Opera, music, theater, and art in Los Angeles and beyond
Worlds of Wunderbaum
April 30, 2012
While I'm in New York this week, a number of OWA's team of roving eyes were out and about. Among them pianist Richard Valitutto who stopped by REDCAT to see what some of the Dutch have been up to and filed this report.
This past weekend, the Dutch theater ensemble Wunderbaum returned to REDCAT following 2010's spectacular Looking for Paul which took on the L.A art scene from the group's own unique perspective. This time around they appeared alongside the Dutch multifarious music trio Touki Delphine in a theater/concert called Songs at the End of the World, inspired by the quasi-eponymous Werner Herzog documentary. The advertisement showed the performers at the top of the show, standing in front of a bright white scrim in full-body parka suits. Knowing very little about the ensembles or the documentary, and my interest piqued by this strange mash-up, I was ready for anything.
And on Sunday night, I was unexpectedly seduced. True to the nature of seduction, I initially resisted a little [shyly looks away], but a beautiful wonder-tree had ensnared my heart for the night. It all started with the LED display that effectively and immediately obliterated the fourth wall, silently informing the audience at the top of the show that the ensemble members were (mostly) 32 years old, the Antarctic wind soundscape would be made with their mouths, and the full-body parka suits were, indeed, quite hot. I was intrigued as we got to know each actor/musician and the pervasive adolescent character that belied their proclaimed ages. But personally, the infatuation was complete with the all-English text – well-spoken and well-sung – in that uniquely charming, aurally intoxicating, Dutch-inflected way (“you had me at ‘photo-sin-teases’”).

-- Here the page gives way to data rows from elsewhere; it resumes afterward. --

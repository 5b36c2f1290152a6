//! Mark endpoints: saved pointers into threads.

use axum::extract::{Path, State};
use axum::Json;
use serde::Deserialize;

use banyan_core::{Mark, MarkRepository};

use crate::error::ApiResult;
use crate::state::{AppState, Caller};

#[derive(Debug, Deserialize)]
pub struct AddMarkBody {
    #[serde(default)]
    pub archive_id: i32,
    pub note_ordinal: i32,
    pub header_id: i64,
    /// -1 = whole thread, 0 = base note only, >0 = one response.
    pub response_ordinal: i32,
}

/// GET /files/:id/marks
pub async fn list_marks(
    State(state): State<AppState>,
    caller: Caller,
    Path(file_id): Path<i32>,
) -> ApiResult<Json<Vec<Mark>>> {
    Ok(Json(state.db.marks.list(&caller.user_id, file_id).await?))
}

/// POST /files/:id/marks
pub async fn add_mark(
    State(state): State<AppState>,
    caller: Caller,
    Path(file_id): Path<i32>,
    Json(body): Json<AddMarkBody>,
) -> ApiResult<Json<Mark>> {
    let mark = state
        .db
        .marks
        .add(&Mark {
            user_id: caller.user_id.clone(),
            file_id,
            archive_id: body.archive_id,
            mark_ordinal: 0, // assigned by the store
            note_ordinal: body.note_ordinal,
            header_id: body.header_id,
            response_ordinal: body.response_ordinal,
        })
        .await?;
    Ok(Json(mark))
}

/// DELETE /files/:id/marks/:ordinal
pub async fn remove_mark(
    State(state): State<AppState>,
    caller: Caller,
    Path((file_id, mark_ordinal)): Path<(i32, i32)>,
) -> ApiResult<Json<serde_json::Value>> {
    state
        .db
        .marks
        .remove(&caller.user_id, file_id, mark_ordinal)
        .await?;
    Ok(Json(serde_json::json!({ "removed": mark_ordinal })))
}

/// DELETE /files/:id/marks
pub async fn clear_marks(
    State(state): State<AppState>,
    caller: Caller,
    Path(file_id): Path<i32>,
) -> ApiResult<Json<serde_json::Value>> {
    state.db.marks.clear(&caller.user_id, file_id).await?;
    Ok(Json(serde_json::json!({ "cleared": file_id })))
}
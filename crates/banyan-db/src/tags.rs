//! Tag repository: scoped tag listing.
//!
//! Tag rows are written by the note paths (create/edit set them from the
//! tag line); this repository covers the read side.

use sqlx::{Pool, Postgres};

use banyan_core::{Error, Result, Tag};

/// PostgreSQL tag repository.
pub struct PgTagRepository {
    pool: Pool<Postgres>,
}

impl PgTagRepository {
    /// Create a new PgTagRepository with the given connection pool.
    pub fn new(pool: Pool<Postgres>) -> Self {
        Self { pool }
    }

    /// All tags in a (file, archive), ordered for display.
    pub async fn list_for_file(&self, file_id: i32, archive_id: i32) -> Result<Vec<Tag>> {
        let tags = sqlx::query_as::<_, Tag>(
            "SELECT tag, header_id, file_id, archive_id FROM tag
             WHERE file_id = $1 AND archive_id = $2
             ORDER BY tag, header_id",
        )
        .bind(file_id)
        .bind(archive_id)
        .fetch_all(&self.pool)
        .await
        .map_err(Error::Database)?;
        Ok(tags)
    }

    /// Headers in a (file, archive) carrying a given tag.
    pub async fn headers_with_tag(
        &self,
        file_id: i32,
        archive_id: i32,
        tag: &str,
    ) -> Result<Vec<i64>> {
        let rows: Vec<(i64,)> = sqlx::query_as(
            "SELECT header_id FROM tag
             WHERE file_id = $1 AND archive_id = $2 AND tag = $3
             ORDER BY header_id",
        )
        .bind(file_id)
        .bind(archive_id)
        .bind(tag)
        .fetch_all(&self.pool)
        .await
        .map_err(Error::Database)?;
        Ok(rows.into_iter().map(|r| r.0).collect())
    }
}
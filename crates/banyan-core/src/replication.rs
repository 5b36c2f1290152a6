//! Wire types and decision logic for cross-instance note mirroring.
//!
//! A change to a note in a linked file is serialized as an
//! [`ActivityEnvelope`] and delivered to each peer's accept endpoint.
//! Delivery is at-least-once: the receiver deduplicates by link GUID, so
//! the same envelope arriving twice converges to one logical note.

use chrono::{DateTime, Utc};
use serde::{Deserialize, Serialize};
use uuid::Uuid;

use crate::error::{Error, Result};

/// The kind of change being propagated.
#[derive(Debug, Clone, Copy, PartialEq, Eq, Serialize, Deserialize)]
#[serde(rename_all = "snake_case")]
pub enum LinkAction {
    CreateBase,
    CreateResponse,
    Edit,
    Delete,
}

impl LinkAction {
    /// Stable string form stored in the LinkQueue table.
    pub fn as_str(&self) -> &'static str {
        match self {
            LinkAction::CreateBase => "create_base",
            LinkAction::CreateResponse => "create_response",
            LinkAction::Edit => "edit",
            LinkAction::Delete => "delete",
        }
    }

    /// Parse the stored string form.
    pub fn parse(s: &str) -> Result<Self> {
        match s {
            "create_base" => Ok(LinkAction::CreateBase),
            "create_response" => Ok(LinkAction::CreateResponse),
            "edit" => Ok(LinkAction::Edit),
            "delete" => Ok(LinkAction::Delete),
            other => Err(Error::InvalidInput(format!("unknown link action: {other}"))),
        }
    }
}

/// The note data carried with a create or edit activity.
///
/// Deletes carry no payload; the GUID is enough.
#[derive(Debug, Clone, Serialize, Deserialize)]
pub struct NotePayload {
    pub subject: String,
    pub author_id: String,
    pub author_name: String,
    pub body: String,
    pub tag_line: String,
    #[serde(default, skip_serializing_if = "Option::is_none")]
    pub director_message: Option<String>,
    /// For responses: the link GUID of the thread's base note, which the
    /// receiver resolves to its local base header.
    #[serde(default, skip_serializing_if = "Option::is_none")]
    pub base_link_guid: Option<Uuid>,
    pub created_at: DateTime<Utc>,
    pub last_edited: DateTime<Utc>,
}

/// One replication call, outbound or inbound.
#[derive(Debug, Clone, Serialize, Deserialize)]
pub struct ActivityEnvelope {
    pub activity: LinkAction,
    pub link_guid: Uuid,
    /// Present when a GUID must be re-mapped after a local note was
    /// deleted and re-created on the sending side.
    #[serde(default, skip_serializing_if = "Option::is_none")]
    pub old_link_guid: Option<Uuid>,
    /// The sender's home file name; the receiver matches it against its
    /// LinkedFile rows' remote file names.
    pub sender_file_name: String,
    #[serde(default, skip_serializing_if = "Option::is_none")]
    pub secret: Option<String>,
    #[serde(default, skip_serializing_if = "Option::is_none")]
    pub note: Option<NotePayload>,
}

/// What the receiver should do with an incoming activity, decided purely
/// from which GUIDs it already holds.
#[derive(Debug, Clone, Copy, PartialEq, Eq)]
pub enum ImportDisposition {
    /// No local header with either GUID: insert a new note.
    Insert,
    /// A header with the incoming GUID exists: apply the activity to it
    /// (a duplicate create is treated as an edit, not a second insert).
    ApplyToExisting,
    /// A header with the old GUID exists: rewrite its stored GUID to the
    /// incoming one, then apply the activity to it.
    RemapAndApply,
    /// Edit/delete of a GUID this instance has never seen: drop it.
    /// Replying "missing" would only trigger retry storms under
    /// at-least-once delivery.
    Reject,
}

impl ImportDisposition {
    /// Classify an incoming activity.
    ///
    /// `guid_known` / `old_guid_known` say whether a local header exists
    /// with the envelope's link GUID / old link GUID respectively.
    pub fn classify(action: LinkAction, guid_known: bool, old_guid_known: bool) -> Self {
        if guid_known {
            return ImportDisposition::ApplyToExisting;
        }
        if old_guid_known {
            return ImportDisposition::RemapAndApply;
        }
        match action {
            LinkAction::CreateBase | LinkAction::CreateResponse => ImportDisposition::Insert,
            LinkAction::Edit | LinkAction::Delete => ImportDisposition::Reject,
        }
    }
}

#[cfg(test)]
mod tests {
    use super::*;

    #[test]
    fn test_action_string_round_trip() {
        for action in [
            LinkAction::CreateBase,
            LinkAction::CreateResponse,
            LinkAction::Edit,
            LinkAction::Delete,
        ] {
            assert_eq!(LinkAction::parse(action.as_str()).unwrap(), action);
        }
    }

    #[test]
    fn test_action_parse_rejects_unknown() {
        assert!(LinkAction::parse("truncate").is_err());
    }

    #[test]
    fn test_duplicate_create_applies_to_existing() {
        let d = ImportDisposition::classify(LinkAction::CreateBase, true, false);
        assert_eq!(d, ImportDisposition::ApplyToExisting);
    }

    #[test]
    fn test_fresh_create_inserts() {
        let d = ImportDisposition::classify(LinkAction::CreateResponse, false, false);
        assert_eq!(d, ImportDisposition::Insert);
    }

    #[test]
    fn test_edit_of_unknown_guid_rejected() {
        assert_eq!(
            ImportDisposition::classify(LinkAction::Edit, false, false),
            ImportDisposition::Reject
        );
        assert_eq!(
            ImportDisposition::classify(LinkAction::Delete, false, false),
            ImportDisposition::Reject
        );
    }

    #[test]
    fn test_old_guid_triggers_remap() {
        let d = ImportDisposition::classify(LinkAction::Edit, false, true);
        assert_eq!(d, ImportDisposition::RemapAndApply);
    }

    #[test]
    fn test_known_guid_wins_over_old_guid() {
        let d = ImportDisposition::classify(LinkAction::Edit, true, true);
        assert_eq!(d, ImportDisposition::ApplyToExisting);
    }

    #[test]
    fn test_envelope_json_round_trip() {
        let env = ActivityEnvelope {
            activity: LinkAction::CreateBase,
            link_guid: Uuid::new_v4(),
            old_link_guid: None,
            sender_file_name: "gossip".to_string(),
            secret: Some("s3cret".to_string()),
            note: Some(NotePayload {
                subject: "Hello".to_string(),
                author_id: "u1".to_string(),
                author_name: "User One".to_string(),
                body: "First post".to_string(),
                tag_line: "greetings".to_string(),
                director_message: None,
                base_link_guid: None,
                created_at: Utc::now(),
                last_edited: Utc::now(),
            }),
        };

        let json = serde_json::to_string(&env).unwrap();
        let back: ActivityEnvelope = serde_json::from_str(&json).unwrap();
        assert_eq!(back.activity, LinkAction::CreateBase);
        assert_eq!(back.link_guid, env.link_guid);
        assert_eq!(back.sender_file_name, "gossip");
        assert_eq!(back.note.unwrap().subject, "Hello");
    }

    #[test]
    fn test_delete_envelope_omits_payload_fields() {
        let env = ActivityEnvelope {
            activity: LinkAction::Delete,
            link_guid: Uuid::new_v4(),
            old_link_guid: None,
            sender_file_name: "gossip".to_string(),
            secret: None,
            note: None,
        };
        let json = serde_json::to_string(&env).unwrap();
        assert!(!json.contains("old_link_guid"));
        assert!(!json.contains("\"note\""));
        assert!(json.contains("\"activity\":\"delete\""));
    }
}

The performance was very, very good, magical even. Equal parts indie-rock/electro-pop show, boisterous monologues, intimate childhood memories, eccentric small-town legends, and – le coup de grâce – a visually stunning and unexpectedly emotional staging of an underwater scene that suddenly plunged the audience in Herzog’s film, complete with huge, glowing jellyfish and a singing diver. The show had beautiful transitions, and a virtuosically shaped emotional arc. The alternating musical numbers and spoken scenes were placed in such a way as to allow for a healthy balance of that inner-drama between personal need and fear of (desire for?) isolation. I could never quite tell which performer was a “musician” or an “actor”; they all transitioned freely between roles with scruffy, unashamed styles. Similarly, it was hard to predict that those flaccid, colorful garbage bags on poles could become beautiful wings which would carry the actress into flight, and the audience along with her, to the end of the world.